Pagina aggiornata il 1° novembre 2005
Il primo referendum (1999) è fallito
per
mancato raggiungimento del quorum del 50% dei votanti, ma per poco. Il
secondo referendum (2000) ha avuto una percentuale di votanti
decisamente
inferiore, poco più del 30%. Altrove ho commentato la pratica di annullare i referendum con il
metodo dell'astensione, qui però parliamo dei contenuti.
L'attuale legge elettorale nacque dopo
l'ondata referendaria il cui ispiratore è considerato l'on.
Mario Segni. Gli italiani, stanchi della strana stabilità
instabile della vecchia repubblica, in cui i governi duravano in media
sei mesi ma i governanti erano sempre gli stessi, speravano di ottenere
una vera alternanza di governo unita ad una stabilità formale
nel corso delle legislature, attraverso una riforma "alla anglosassone"
del sistema elettorale. Perciò votarono in massa per i
referendum che miravano alla svolta uninominale, ai quali seguì
la promulgazione di varie leggi più o meno articolate, fino al
compromesso dell'attuale, detta Mattarellum dal nome dell'on.

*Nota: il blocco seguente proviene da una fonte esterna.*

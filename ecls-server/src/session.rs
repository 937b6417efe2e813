use std::sync::Arc;

use ecls_config::Config;
use ecls_event::Decoder;
use ecls_metrics::Deriver;
use ecls_statsd::{MetricSinks, MetricsTransport};
use ecls_system::Controller;

use crate::{Pipeline, ProcessOutcome, SessionStats};

/// The state shared by all tasks of a running bridge.
///
/// A session is created once at startup and handed to the [`Supervisor`](crate::Supervisor) and
/// the [`FlushService`](crate::FlushService)s.
#[derive(Debug)]
pub struct Session {
    config: Arc<Config>,
    controller: Controller,
    pipeline: Pipeline,
    stats: SessionStats,
}

impl Session {
    /// Creates a session with one sink per enabled namespace on the given transport.
    pub fn new(config: Arc<Config>, transport: MetricsTransport, controller: Controller) -> Self {
        let metrics = config.metrics();
        let pipeline = Pipeline::new(
            Decoder::new(config.control_prefix()),
            Deriver::new(metrics),
            MetricSinks::from_config(metrics, transport),
        );

        Self {
            config,
            controller,
            pipeline,
            stats: SessionStats::default(),
        }
    }

    /// Returns the bridge configuration.
    pub fn config(&self) -> &Arc<Config> {
        &self.config
    }

    /// Returns the shutdown controller.
    pub fn controller(&self) -> &Controller {
        &self.controller
    }

    /// Returns the namespace sinks.
    pub fn sinks(&self) -> &MetricSinks {
        self.pipeline.sinks()
    }

    /// Returns the session counters.
    pub fn stats(&self) -> &SessionStats {
        &self.stats
    }

    /// Runs one inbound message through the pipeline and counts its outcome.
    pub fn handle_message(&self, raw: &[u8]) -> ProcessOutcome {
        let outcome = self.pipeline.process(raw);
        self.stats.record(&outcome);
        outcome
    }
}

#[cfg(test)]
mod tests {
    use ecls_metrics::Namespace;

    use super::*;

    #[test]
    fn test_disabled_namespace_has_no_sink() {
        let config = Config::from_json_value(serde_json::json!({
            "connection": {
                "url": "ws://127.0.0.1:1/stream",
                "control_prefix": "ACK"
            },
            "metrics": {
                "developer": { "enabled": false }
            }
        }))
        .unwrap();

        let (_rx, transport) = ecls_statsd::capturing_transport();
        let session = Session::new(Arc::new(config), transport, Controller::new());

        assert!(session.sinks().get(Namespace::Developer).is_none());
        assert_eq!(session.sinks().iter().count(), 2);

        assert!(matches!(
            session.handle_message(b"ACK subscribed"),
            ProcessOutcome::Control
        ));
        assert!(matches!(
            session.handle_message(br#"{"data":[{"service_name":"svc"}]}"#),
            ProcessOutcome::Processed { mutations: 4, .. }
        ));

        let stats = session.stats().snapshot();
        assert_eq!(stats.messages, 2);
        assert_eq!(stats.control_messages, 1);
        assert_eq!(stats.mutations, 4);
    }
}
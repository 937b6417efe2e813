//! Foundational process control for the ECLS statsd bridge.
//!
//! The [`Controller`] listens for process signals and broadcasts a [`Shutdown`] to every
//! component holding a [`ShutdownHandle`].

#![warn(missing_docs)]

mod controller;

pub use self::controller::*;
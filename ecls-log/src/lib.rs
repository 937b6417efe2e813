//! Logging facade for the ECLS statsd bridge.
//!
//! # Setup
//!
//! To enable logging, invoke the [`init`] function with a [`LogConfig`]. The configuration
//! implements `serde` traits, so it can be obtained from configuration files. This requires the
//! `init` feature.
//!
//! ```ignore
//! use ecls_log::LogConfig;
//!
//! let log_config = LogConfig {
//!     enable_backtraces: true,
//!     ..LogConfig::default()
//! };
//!
//! ecls_log::init(&log_config);
//! ```
//!
//! # Logging
//!
//! The basic use of this crate is through the five logging macros: [`error!`], [`warn!`],
//! [`info!`], [`debug!`] and [`trace!`] where `error!` represents the highest-priority log messages
//! and `trace!` the lowest. The log messages are filtered by configuring the log level to exclude
//! messages with a lower priority. Each of these macros accept format strings similarly to
//! [`println!`], as well as structured fields.
//!
//! ## Conventions
//!
//! Log messages should start lowercase and end without punctuation. Prefer short and precise log
//! messages over verbose text. Choose the log level according to these rules:
//!
//! - [`error!`] for bugs and invalid behavior, including fatal startup failures.
//! - [`warn!`] for undesirable behavior, such as dropped metrics or transport failures.
//! - [`info!`] for messages relevant to the average user.
//! - [`debug!`] for messages usually relevant to debugging.
//! - [`trace!`] for full auxiliary information.
//!
//! ## Examples
//!
//! ```
//! ecls_log::info!("startup complete");
//! ```
//!
//! ## Logging Error Types
//!
//! To log errors with all their causes, use the [`LogError`] wrapper or pass the error as a
//! structured field:
//!
//! ```
//! use std::io::Error;
//! use ecls_log::LogError;
//!
//! let custom_error = Error::other("oh no!");
//! ecls_log::error!("operation failed: {}", LogError(&custom_error));
//! ecls_log::error!(
//!     error = &custom_error as &dyn std::error::Error,
//!     "operation failed"
//! );
//! ```
//!
//! # Testing
//!
//! For unit testing, there is a separate initialization macro [`init_test!`] that should be called
//! at the beginning of test method. It enables test mode of the logger and customizes log levels
//! for the current crate. This requires the `test` feature.
//!
//! ```ignore
//! #[test]
//! fn test_something() {
//!     ecls_log::init_test!();
//! }
//! ```

#![warn(missing_docs)]

#[cfg(feature = "init")]
mod setup;
#[cfg(feature = "init")]
pub use setup::*;

#[cfg(feature = "test")]
pub use test::*;

mod utils;
pub use utils::*;

// Expose the minimal log facade.
#[doc(inline)]
pub use tracing::{debug, error, info, trace, warn};
use std::sync::Arc;

use ecls_statsd::NamespaceSink;
use ecls_system::ShutdownHandle;
use tokio::task::JoinHandle;
use tokio::time::{Instant, MissedTickBehavior};

use crate::Session;

/// Periodically flushes the buffer of one namespace sink to the transport.
///
/// The first flush happens one interval after start. When the stop handle fires, the service
/// flushes one last time and exits. The stop handle is separate from the session shutdown, so
/// that events read while the connection drains still reach the final flush.
#[derive(Debug)]
pub struct FlushService {
    session: Arc<Session>,
    sink: Arc<NamespaceSink>,
}

impl FlushService {
    /// Creates a flush service for one sink of the session.
    pub fn new(session: Arc<Session>, sink: Arc<NamespaceSink>) -> Self {
        Self { session, sink }
    }

    /// Spawns the flush loop on the current runtime. The loop runs until `stop` is notified.
    pub fn start(self, mut stop: ShutdownHandle) -> JoinHandle<()> {
        tokio::spawn(async move {
            let period = self.session.config().flush_interval();
            let mut ticker = tokio::time::interval_at(Instant::now() + period, period);
            ticker.set_missed_tick_behavior(MissedTickBehavior::Delay);

            ecls_log::debug!(namespace = %self.sink.namespace(), "flush service started");

            loop {
                tokio::select! {
                    biased;

                    _ = stop.notified() => break,
                    _ = ticker.tick() => self.flush(),
                }
            }

            self.flush();
            ecls_log::debug!(namespace = %self.sink.namespace(), "flush service stopped");
        })
    }

    fn flush(&self) {
        let report = self.sink.flush();
        if report.failed > 0 {
            ecls_log::warn!(
                namespace = %self.sink.namespace(),
                failed = report.failed,
                "dropped metrics during flush"
            );
        }
        ecls_log::trace!(
            namespace = %self.sink.namespace(),
            emitted = report.emitted,
            "flushed metrics"
        );
        self.session.stats().record_flush(report);
    }
}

Mattarella. E' sicuramente una delle leggi elettorali più
intricate e farraginose al mondo, ma sulla stabilità e
l'alternanza ha funzionato: ci ha regalato prima alcuni governi di
centrosinistra nuova formula (da Prodi a D'Alema) e poi una legislatura
intera di governo Berlusconi.
Eppure nessuno è soddisfatto. Gli italiani hanno capito che la frenesia maggioritaria dei politici nascondeva una vera e propria frode nei loro confronti. L'esperienza con le formule maggioritarie ha mostrato che il numero dei partiti anziché calare è cresciuto e che i governi sono sempre formati da coalizioni litigiose, anche se la loro durata si è prolungata fino al record dell'attuale. Il problema, hanno capito ormai tutti, non è la legge elettorale ma la classe politica. Questo non vuol dire che l'attuale legge elettorale sia valida, anzi è un pasticcio inverecondo con la sua mescolanza di proporzionale e maggioritario e con meccanismi complicati e perversi come lo "scorporo".
Per un certo tempo
è andato di moda il modello tedesco. Ma
io sbagliavo, quando scrissi l'articolo originale, pensando di indicare
un modello
di sistema proporzionale: in realtà il
sistema tedesco è
un misto di uninominale e di proporzionale, al 50%. Di
questo mi devo scusare
con i lettori. Le recenti elezioni in Germania hanno creato un
magnifico stallo, in cui è difficile formare un governo. Eppure
apprezzo quel risultato: si è evitato precisamente che la
bipolarità forzata portasse ad un governo non sostenuto dalla
maggioranza degli elettori. Oggi in Germania manca una chiara
maggioranza in Parlamento perché essa manca nel paese, e dal mio
punto di vista è assai meglio che si formi un governo di larga
coalizione, che affronti i problemi senza preclusioni ideologiche.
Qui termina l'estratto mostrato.